DNA The Data Inside Us

Today we looked at:

Variation in a population
SNPs
Alleles
SNPs and their effect on traits
GWAS

Information on these topics is available in the video and at the following website : https://youth-academy-dna.github.io/

At Home Activity 1: Population Genomics Quiz

What is population genomics (in your own words)?
What is a SNP?
What is the difference between a SNP and a mutation?
What is the name given to a commonly used method in population genomics?

At Home Activity 2: Genome-Wide Association Study (GWAS)

Genome-wide association studies allow us to identify variation (SNPS) present in one population but not in another. These populations usually consist of two groups where one group has a particular trait while the other does not. In this activity you have been given data from the 1000 genomes project.

This data contains genetic information on these individuals as well as the amount of coffee they consume. We will analyse the data to identify if there is a genetic cause for increased (or decreased) coffee consumption and purple hair!

This practical will be run on a jupyter notebook at the following link https://mybinder.org/v2/gh/YouthAcademy-DNA/week2/HEAD?labpath=Day2.ipynb.
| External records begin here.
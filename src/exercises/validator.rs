//! Answer validator - per-category correctness checks
//!
//! Runs after sanitization. Invalid items are dropped one by one; only when
//! too few survive does the caller switch to static content. Pure: never
//! calls the generator.

use serde::{Deserialize, Serialize};
use std::collections::HashSet;
use tracing::{debug, warn};

use super::report::ValidationReport;
use super::text;
use super::types::{
    Category, CompletionItem, ErrorDetectionItem, ExerciseItem, ExerciseSet, MultipleChoiceItem,
    WordReorderingItem, MULTIPLE_CHOICE_OPTIONS,
};
use crate::proficiency::ProficiencyTier;

/// Smallest set worth showing a learner
pub const DEFAULT_MIN_USABLE_ITEMS: usize = 1;

/// Candidate spans an error-detection item needs
const MIN_CANDIDATE_SPANS: usize = 2;

#[derive(Debug, Clone, Copy, PartialEq, Eq, Serialize, Deserialize)]
#[serde(rename_all = "snake_case")]
pub enum IssueSeverity {
    /// Item is unusable and gets dropped
    Error,
    /// Suspicious but kept
    Warning,
}

/// One problem found on an item
#[derive(Debug, Clone, PartialEq, Serialize, Deserialize)]
pub struct ValidationIssue {
    pub severity: IssueSeverity,
    pub field: String,
    pub message: String,
}

impl ValidationIssue {
    fn error(field: &str, message: impl Into<String>) -> Self {
        Self {
            severity: IssueSeverity::Error,
            field: field.to_string(),
            message: message.into(),
        }
    }

    fn warning(field: &str, message: impl Into<String>) -> Self {
        Self {
            severity: IssueSeverity::Warning,
            field: field.to_string(),
            message: message.into(),
        }
    }

    pub fn is_error(&self) -> bool {
        self.severity == IssueSeverity::Error
    }
}

/// Too few valid items remained after filtering
#[derive(Debug, Clone, PartialEq, Serialize, Deserialize)]
pub struct InsufficientItems {
    pub category: Category,
    pub tier: ProficiencyTier,
    pub remaining: usize,
    pub dropped: usize,
}

/// Category-specific item checks
#[derive(Debug, Clone)]
pub struct AnswerValidator {
    min_usable_items: usize,
}

impl Default for AnswerValidator {
    fn default() -> Self {
        Self::new()
    }
}

impl AnswerValidator {
    pub fn new() -> Self {
        Self {
            min_usable_items: DEFAULT_MIN_USABLE_ITEMS,
        }
    }

    pub fn with_min_usable_items(mut self, min: usize) -> Self {
        self.min_usable_items = min.max(1);
        self
    }

    /// All issues on one item, in the context of the set's category
    pub fn check_item(&self, item: &ExerciseItem, category: Category) -> Vec<ValidationIssue> {
        let mut issues = Vec::new();

        if item.kind() != category.item_kind() {
            issues.push(ValidationIssue::error(
                "kind",
                format!("{:?} item in a {} set", item.kind(), category),
            ));
        }
        if item.prompt().trim().is_empty() {
            issues.push(ValidationIssue::error("prompt", "prompt is empty"));
        }

        match item {
            ExerciseItem::MultipleChoice(mc) => check_multiple_choice(mc, &mut issues),
            ExerciseItem::Completion(c) => check_completion(c, &mut issues),
            ExerciseItem::WordReordering(wr) => check_word_reordering(wr, &mut issues),
            ExerciseItem::ErrorDetection(ed) => check_error_detection(ed, &mut issues),
        }

        issues
    }

    /// Whether an item has no blocking issues
    pub fn is_valid(&self, item: &ExerciseItem, category: Category) -> bool {
        !self.check_item(item, category).iter().any(ValidationIssue::is_error)
    }

    /// Per-item summary of a set without modifying it
    pub fn analyze(&self, set: &ExerciseSet) -> ValidationReport {
        ValidationReport::for_set(self, set)
    }

    /// Drop invalid items. Fails when fewer than the usable minimum remain.
    pub fn filter_set(&self, mut set: ExerciseSet) -> Result<ExerciseSet, InsufficientItems> {
        let before = set.items.len();
        let category = set.category;

        let kept: Vec<ExerciseItem> = set
            .items
            .iter()
            .enumerate()
            .filter(|(index, item)| {
                let issues = self.check_item(item, category);
                let blocking: Vec<_> = issues.iter().filter(|i| i.is_error()).collect();
                if blocking.is_empty() {
                    true
                } else {
                    debug!("Dropping {} item {}: {:?}", category, index, blocking);
                    false
                }
            })
            .map(|(_, item)| item.clone())
            .collect();

        let dropped = before - kept.len();
        if kept.len() < self.min_usable_items {
            warn!(
                "Only {} valid {} items for {} ({} dropped)",
                kept.len(),
                category,
                set.tier,
                dropped
            );
            return Err(InsufficientItems {
                category,
                tier: set.tier,
                remaining: kept.len(),
                dropped,
            });
        }

        if dropped > 0 {
            warn!("Dropped {} invalid {} items", dropped, category);
        }
        set.retain_items(kept);
        Ok(set)
    }
}

fn check_multiple_choice(mc: &MultipleChoiceItem, issues: &mut Vec<ValidationIssue>) {
    if mc.options.len() != MULTIPLE_CHOICE_OPTIONS {
        issues.push(ValidationIssue::error(
            "options",
            format!("expected {} options, got {}", MULTIPLE_CHOICE_OPTIONS, mc.options.len()),
        ));
    }

    let mut seen = HashSet::new();
    for option in &mc.options {
        if option.trim().is_empty() {
            issues.push(ValidationIssue::error("options", "empty option"));
        } else if !seen.insert(text::normalize_answer(option)) {
            issues.push(ValidationIssue::error("options", format!("duplicate option '{}'", option)));
        }
    }

    if !mc.options.iter().any(|o| text::same_answer(o, &mc.correct_option)) {
        issues.push(ValidationIssue::error(
            "correct_option",
            format!("'{}' is not one of the options", mc.correct_option),
        ));
    }
}

fn check_completion(c: &CompletionItem, issues: &mut Vec<ValidationIssue>) {
    if c.correct_text.trim().is_empty() {
        issues.push(ValidationIssue::error("correct_text", "answer is empty"));
    }
}

fn check_word_reordering(wr: &WordReorderingItem, issues: &mut Vec<ValidationIssue>) {
    let bag = text::token_counts(&wr.word_bag);
    if bag.is_empty() {
        issues.push(ValidationIssue::error("word_bag", "word bag is empty"));
        return;
    }

    if text::token_counts([&wr.correct_sequence]) != bag {
        issues.push(ValidationIssue::error(
            "correct_sequence",
            format!("'{}' does not use exactly the words in the bag", wr.correct_sequence),
        ));
    }

    for (i, alternative) in wr.alternative_sequences.iter().enumerate() {
        if text::token_counts([alternative]) != bag {
            issues.push(ValidationIssue::error(
                "alternative_sequences",
                format!("alternative {} '{}' does not match the word bag", i, alternative),
            ));
        }
    }
}

fn check_error_detection(ed: &ErrorDetectionItem, issues: &mut Vec<ValidationIssue>) {
    if ed.candidate_spans.len() < MIN_CANDIDATE_SPANS {
        issues.push(ValidationIssue::error(
            "candidate_spans",
            format!("need at least {} candidate spans, got {}", MIN_CANDIDATE_SPANS, ed.candidate_spans.len()),
        ));
    }

    if !ed.candidate_spans.iter().any(|s| text::same_answer(s, &ed.faulty_span)) {
        issues.push(ValidationIssue::error(
            "faulty_span",
            format!("'{}' is not one of the candidate spans", ed.faulty_span),
        ));
    }

    if let Some(sentence) = text::extract_quoted_sentence(&ed.prompt) {
        let faulty = text::tokens(&ed.faulty_span);
        let sentence_tokens = text::tokens(&sentence);
        if !faulty.is_empty() && !faulty.iter().all(|t| sentence_tokens.contains(t)) {
            issues.push(ValidationIssue::warning(
                "faulty_span",
                format!("'{}' does not occur in the quoted sentence", ed.faulty_span),
            ));
        }
    }
}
Follow the instructions from yesterday but using the updated link to launch it. This may take a while! Don’t forget to answer the questions as you go.

Note: This activity generates and uses a lot of data!! Sometimes this can cause notebooks to crash, if this happens you can restart by clicking the kernel option at the top of the page and clicking “Restart Kernel”. Otherwise you can try reloading it using the above link again. You may have to reload the data.

Step 1: Loading the Libraries and the Data

A library is a set of prewritten code which allows to do to complicated steps without writing the code ourselves. The code to load the libraries is already written for you. Remember in order to run code you click on the cell and either click “run” or press CTRL and Enter together. The code to load the data is also written for you, run this too.

Step 2: Exploring our Data

It is very important to explore data so that we can understand it.

We can see the start of the data by using the .show() function:

gwasdata.show()

The following columns are of interest:

Locus: This shows the chromosome and then the position of the base
Allele: This shows the two possible bases at this position, the first one is the reference (most common) while the second is the alternate (less common).

Question 1: At position 1:1707740 what are the possible alleles? Can you guess which chromosome it is on?

So far we have loaded genetic data about our population but we also need to know other information about them such as:

Male or Female
Population/Country
Phenotype information

Load the new data using the code written for you. Each row contains information about one individual. Now use the .show() function as above to look at it.

otherdata.show()

Question 2: What populations can you see?

Question 3: What are the two phenotypes we will look at?

We need to combine the two datasets. Run the next block to do this.

Step 3: Quality Control

Now we know a bit about our data we need make sure that it is of good quality. Why is it important to have good quality data? Well, in the area of computer science there is a saying known as “Garbage In, Garbage Out”. This means that if the data you use in an analysis or experiment is bad, your results and conclusions will also be bad and unreliable.

Things that can affect the quality of data include:

Missing data entries
Data that has been entered more than once (duplicates)
Incorrect data

Luckily our data has been previously corrected for these issues. However, sometimes datasets contain data entries that are not like all the other entries. Look at the graph below, it contains a bar chart to record the number of each name of a pupil in a class.

We can see immediately that there are more Jane’s than any other name. This data is therefore very different to the other data and could indicate incorrect data so we often remove this data to make results more reliable.

Run the code in the next block, it will show you a graph which will mark the outliers in red.

Question 4: Are there any outliers? If you think there are outliers, run the next block to remove them.

Question 5: How many individuals/samples have you removed?

Step 4: GWAS!

Now we can finally investigate caffeine consumption and purple hair. The code shown in the picture below will run the GWAS, it takes all the SNPs for each individual and the phenotype of caffeine consumption and outputs a Manhattan plot.

If the plot contains an orange line with blue dots above it we can say that there is a genetic link to caffeine(coffee/tea) consumption. Run the code now.

Question 6: Is there a genetic link for caffeine consumption?

Question 7: Each dot above the line is a SNP, roughly how many SNPs are related to this trait?

Now run the code again replacing gwasdata.pheno.CaffeineConsumption with gwasdata.pheno.PurpleHair.

Question 8: Are there any SNPs associated with purple hair? If so, how many? If not, why do you think this is?

Zoom Tutorial Activity: PheWAS

Thousands of GWAS have been run in order to investigate different traits. Some databases have information on lots of behavioural traits such as the type of milk or chocolate you like, how many sweets you eat or even whether you like cucumbers!

We have already linked SNPs to a trait but we can also investigate SNPs to see if they affect any other traits. In this activity we will take a SNPs related to the traits mentioned above and see which other traits are affected by it. This type of analysis is known as a PheWAS.